(Source material)

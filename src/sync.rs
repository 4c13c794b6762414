//! Batch sync of daily entries from the calendar view
//!
//! The front end edits a span of days offline and posts them in one go. The
//! whole batch is applied in a single transaction: any failure rolls back
//! every entry.

use chrono::NaiveDate;
use serde::{Deserialize, Serialize};
use sqlx::SqlitePool;
use tracing::debug;

use crate::daily::{delete_exercise_on, delete_steps_on, insert_exercise, insert_steps};
use crate::models::exercise::NOT_DONE;

/// One day of the calendar as posted by the front end
#[derive(Debug, Clone, Deserialize)]
#[serde(rename_all = "camelCase")]
pub struct BatchEntry {
  pub date: NaiveDate,
  #[serde(default)]
  pub exercise_done: Option<String>,
  #[serde(default)]
  pub repetitions: Option<i64>,
  #[serde(default)]
  pub steps_count: Option<i64>,
  #[serde(default)]
  pub comments: Option<String>,
}

impl BatchEntry {
  /// The exercise label to store, if the day should keep an exercise entry
  pub fn exercise_label(&self) -> Option<&str> {
    self
      .exercise_done
      .as_deref()
      .filter(|done| !done.is_empty() && *done != NOT_DONE)
  }

  /// Comments worth storing (blank text counts as none)
  pub fn comments_text(&self) -> Option<&str> {
    self.comments.as_deref().filter(|c| !c.is_empty())
  }

  pub fn has_steps(&self) -> bool {
    self.steps_count.unwrap_or(0) > 0 || self.comments_text().is_some()
  }
}

#[derive(Debug, Clone, Copy, Default, PartialEq, Eq, Serialize)]
#[serde(rename_all = "camelCase")]
pub struct BatchOutcome {
  pub saved: usize,
  pub exercises_written: usize,
  pub steps_written: usize,
}

/// Apply every entry in order. Each day's rows are always deleted first, so an
/// entry that carries no data clears the day; later entries for the same date
/// override earlier ones.
pub async fn save_batch(pool: &SqlitePool, entries: &[BatchEntry]) -> Result<BatchOutcome, sqlx::Error> {
  let mut tx = pool.begin().await?;
  let mut outcome = BatchOutcome::default();

  for entry in entries {
    delete_exercise_on(&mut tx, entry.date).await?;
    if let Some(done) = entry.exercise_label() {
      insert_exercise(&mut tx, done, entry.repetitions, entry.date).await?;
      outcome.exercises_written += 1;
    }

    delete_steps_on(&mut tx, entry.date).await?;
    if entry.has_steps() {
      let quantity = entry.steps_count.unwrap_or(0);
      insert_steps(&mut tx, quantity, entry.date, entry.comments_text()).await?;
      outcome.steps_written += 1;
    }

    outcome.saved += 1;
  }

  // Dropping `tx` on an early return above rolls everything back
  tx.commit().await?;

  debug!(
    "Batch saved: {} entries ({} exercises, {} steps)",
    outcome.saved, outcome.exercises_written, outcome.steps_written
  );

  Ok(outcome)
}

/// ---------------------------------------------------------------------------
/// Tests
/// ---------------------------------------------------------------------------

(End Source material)

Requirement
From the records, copy every line that has the string "Clone" in it.

Your solution
#[derive(Debug, Clone, Deserialize)]
#[derive(Debug, Clone, Copy, Default, PartialEq, Eq, Serialize)]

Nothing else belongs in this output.